Stored data entries:
================================

//! Shared access to the perception models.
//!
//! This crate provides:
//! - [`InferenceBatcher`]: per-model micro-batching with bounded queues
//! - [`DevicePool`]: round-robin dispatch within per-device budgets
//! - [`PerceptionBackend`]: the model contract, with [`HttpPerceptionClient`]
//!   as the production implementation

pub mod backend;
pub mod batcher;
pub mod client;
pub mod config;
pub mod devices;
pub mod error;
pub mod metrics;

pub use backend::PerceptionBackend;
pub use batcher::{InferenceBatcher, LaneStats};
pub use client::{HttpPerceptionClient, PerceptionClientConfig};
pub use config::{BatcherConfig, DeviceSpec, OverflowPolicy};
pub use devices::{DeviceLease, DevicePool, DeviceUsage};
pub use error::{InferenceError, InferenceResult};
impl ActionClassifier {
    pub fn new(profile: Arc<CalibrationProfile>) -> Self {
        Self {
            profile,
            tracks: HashMap::new(),
            frame: 0,
        }
    }

    pub fn profile(&self) -> &Arc<CalibrationProfile> {
        &self.profile
    }

    /// Swap the profile. Tracked state restarts if the definition changed
    /// beyond bound values.
    pub fn set_profile(&mut self, profile: Arc<CalibrationProfile>) {
        if !self.profile.same_shape(&profile) {
            debug!(profile = %profile.name, "Calibration profile changed, resetting tracks");
            self.tracks.clear();
        }
        self.profile = profile;
    }

    pub fn track_count(&self) -> usize {
        self.tracks.len()
    }

    pub fn reset(&mut self) {
        self.tracks.clear();
        self.frame = 0;
    }

    /// Classify every person in one frame.
    ///
    /// Persons without a tracker id are keyed by their index in `poses`.
    pub fn classify(&mut self, poses: &[PoseEstimate], at: Instant) -> Vec<PostureReading> {
        self.frame += 1;
        let frame = self.frame;
        let profile = Arc::clone(&self.profile);

        let mut readings = Vec::with_capacity(poses.len());
        for (idx, pose) in poses.iter().enumerate() {
            let track_id = pose.track_id.unwrap_or(idx as u64);
            let state = self.tracks.entry(track_id).or_insert_with(|| ActionState::new(frame));
            state.last_seen_frame = frame;
            readings.push(Self::step(&profile, state, track_id, pose, at));
        }

        let ttl = profile.track_ttl_frames;
        self.tracks.retain(|_, s| frame - s.last_seen_frame < ttl);

        readings
    }

    fn step(
        profile: &CalibrationProfile,
        state: &mut ActionState,
        track_id: u64,
        pose: &PoseEstimate,
        at: Instant,
    ) -> PostureReading {
        let features = FeatureVector::compute(
            pose,
            profile.min_joint_confidence,
            profile.reference_height_px,
            profile.ground_line_px,
            state.last_height_px,
        );
        if let Some(h) = features.get(Feature::HeightPx) {
            state.last_height_px = Some(h);
        }

        push_capped(&mut state.history, features, profile.history_len);
        let visible = profile
            .core_joints
            .iter()
            .all(|&j| pose.visible(j, profile.min_joint_confidence).is_some());
        push_capped(&mut state.visibility, visible, profile.analysis_window_frames);

        let occluded = state.visibility.iter().filter(|v| !**v).count();
        if occluded * 2 > profile.analysis_window_frames {
            if state.label != PostureLabel::Indeterminate {
                state.label = PostureLabel::Indeterminate;
                state.stable_since = Some(at);
            }
            state.candidate = PostureLabel::Unknown;
            state.consecutive = 0;
            return PostureReading {
                track_id,
                label: state.label.clone(),
                vote: PostureLabel::Indeterminate,
                consecutive: 0,
                stable_since: state.stable_since,
                features,
            };
        }

        let vote = Self::vote(profile, state, pose, &features);

        if vote == state.candidate {
            state.consecutive = state.consecutive.saturating_add(1);
        } else {
            state.candidate = vote.clone();
            state.consecutive = 1;
        }

        // Leaving a posture is immediate; entering one is debounced.
        if vote != state.label && state.label != PostureLabel::Unknown {
            debug!(track_id, from = %state.label, "Posture lost");
            state.label = PostureLabel::Unknown;
            state.stable_since = Some(at);
        }

        if state.candidate.is_named()
            && state.consecutive >= profile.debounce_for(&state.candidate)
            && state.label != state.candidate
        {
            debug!(
                track_id,
                from = %state.label,
                to = %state.candidate,
                frames = state.consecutive,
                "Posture changed"
            );
            state.label = state.candidate.clone();
            state.stable_since = Some(at);
        }

        PostureReading {
            track_id,
            label: state.label.clone(),
            vote,
            consecutive: state.consecutive,
            stable_since: state.stable_since,
            features,
        }
    }

    /// Highest-priority qualifying posture, or `unknown`.
    fn vote(
        profile: &CalibrationProfile,
        state: &ActionState,
        pose: &PoseEstimate,
        features: &FeatureVector,
    ) -> PostureLabel {
        for def in &profile.postures {
            if !Self::shape_holds(profile, def, pose, features) {
                continue;
            }

            if let Some(nod) = &def.composite {
                let base_holds = nod
                    .base
                    .iter()
                    .any(|&b| Self::shape_holds(profile, &profile.postures[b], pose, features));
                if !base_holds {
                    continue;
                }
                let series: Vec<f64> = state
                    .history
                    .iter()
                    .rev()
                    .take(nod.window)
                    .rev()
                    .filter_map(|fv| fv.get(nod.metric))
                    .collect();
                if count_peaks(&series, nod.min_amplitude) < nod.count_min {
                    continue;
                }
            }

            if let Some(gate) = &def.steady {
                let recent: Vec<f64> = state
                    .history
                    .iter()
                    .rev()
                    .take(profile.stability_window)
                    .filter_map(|fv| fv.get(gate.feature))
                    .collect();
                if variance(&recent) > gate.variance_threshold {
                    // Bounds hold but the person is not still.
                    return PostureLabel::Unknown;
                }
            }

            return def.label.clone();
        }
        PostureLabel::Unknown
    }

    fn shape_holds(profile: &CalibrationProfile, def: &PostureDef, pose: &PoseEstimate, features: &FeatureVector) -> bool {
        def.required_joints
            .iter()
            .all(|&j| pose.visible(j, profile.min_joint_confidence).is_some())
            && def
                .bounds
                .iter()
                .all(|(feature, bound)| features.get(*feature).is_some_and(|v| bound.contains(v)))
    }
}

fn push_capped<T>(buf: &mut VecDeque<T>, value: T, cap: usize) {
    if buf.len() >= cap.max(1) {
        buf.pop_front();
    }
    buf.push_back(value);
}
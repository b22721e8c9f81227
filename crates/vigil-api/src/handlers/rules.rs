//! Rule catalog handlers.

use std::path::PathBuf;

use axum::body::Bytes;
use axum::extract::State;
use axum::Json;
use serde::{Deserialize, Serialize};
use tracing::info;

use vigil_engine::{RuleSet, RuleSource};
use vigil_models::{ModelId, RuleDocument, RuleId, Severity};

use crate::error::{ApiError, ApiResult};
use crate::state::AppState;

/// Reload request. An empty body reloads the configured rules file.
#[derive(Debug, Default, Deserialize)]
pub struct ReloadRequest {
    /// Rules file to load instead of the configured one.
    #[serde(default)]
    pub path: Option<PathBuf>,
    /// Inline rule document.
    #[serde(default)]
    pub document: Option<RuleDocument>,
}

#[derive(Debug, Serialize)]
pub struct RuleSummary {
    pub id: RuleId,
    pub name: String,
    pub category: String,
    pub enabled: bool,
    pub severity: Severity,
    pub predicate: &'static str,
    pub required_models: Vec<ModelId>,
}

/// Published rule set.
#[derive(Debug, Serialize)]
pub struct RulesResponse {
    pub generation: u64,
    pub version: Option<String>,
    pub calibration_profile: String,
    pub profiles: Vec<String>,
    pub rules: Vec<RuleSummary>,
}

impl From<&RuleSet> for RulesResponse {
    fn from(set: &RuleSet) -> Self {
        Self {
            generation: set.generation(),
            version: set.version().map(str::to_string),
            calibration_profile: set.default_profile().name.clone(),
            profiles: set.profile_names().map(str::to_string).collect(),
            rules: set
                .rules()
                .iter()
                .map(|r| RuleSummary {
                    id: r.id.clone(),
                    name: r.name.clone(),
                    category: r.category.clone(),
                    enabled: r.enabled,
                    severity: r.severity,
                    predicate: r.predicate.kind().as_str(),
                    required_models: r.required_models.clone(),
                })
                .collect(),
        }
    }
}

/// Current rule set.
pub async fn get_rules(State(state): State<AppState>) -> Json<RulesResponse> {
    Json(RulesResponse::from(state.coordinator.rules().as_ref()))
}

/// JSON Schema of the rule document.
pub async fn get_rules_schema() -> Json<schemars::schema::RootSchema> {
    Json(RuleDocument::schema())
}

/// Validate and publish a new rule set. A rejected document leaves the
/// current set in place and lists every violation.
pub async fn reload_rules(State(state): State<AppState>, body: Bytes) -> ApiResult<Json<RulesResponse>> {
    let request: ReloadRequest = if body.is_empty() {
        ReloadRequest::default()
    } else {
        serde_json::from_slice(&body).map_err(|e| ApiError::bad_request(format!("invalid reload request: {e}")))?
    };

    let rules = match (request.document, request.path) {
        (Some(_), Some(_)) => return Err(ApiError::bad_request("give either document or path, not both")),
        (Some(document), None) => state.coordinator.reload_rules(RuleSource::Document(document)).await?,
        (None, Some(path)) => state.coordinator.reload_rules(RuleSource::File(path)).await?,
        (None, None) => state.coordinator.reload_from_config().await?,
    };

    info!(generation = rules.generation(), "Rules reloaded via admin API");
    Ok(Json(RulesResponse::from(rules.as_ref())))
}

================================

#### Task to carry out
One stretch of the lines above is wanted, from the line that contains "the rule document." through the line that contains "(None, Some(path)) =>". Output it exactly.

#### The completed task
/// JSON Schema of the rule document.
pub async fn get_rules_schema() -> Json<schemars::schema::RootSchema> {
    Json(RuleDocument::schema())
}

/// Validate and publish a new rule set. A rejected document leaves the
/// current set in place and lists every violation.
pub async fn reload_rules(State(state): State<AppState>, body: Bytes) -> ApiResult<Json<RulesResponse>> {
    let request: ReloadRequest = if body.is_empty() {
        ReloadRequest::default()
    } else {
        serde_json::from_slice(&body).map_err(|e| ApiError::bad_request(format!("invalid reload request: {e}")))?
    };

    let rules = match (request.document, request.path) {
        (Some(_), Some(_)) => return Err(ApiError::bad_request("give either document or path, not both")),
        (Some(document), None) => state.coordinator.reload_rules(RuleSource::Document(document)).await?,
        (None, Some(path)) => state.coordinator.reload_rules(RuleSource::File(path)).await?,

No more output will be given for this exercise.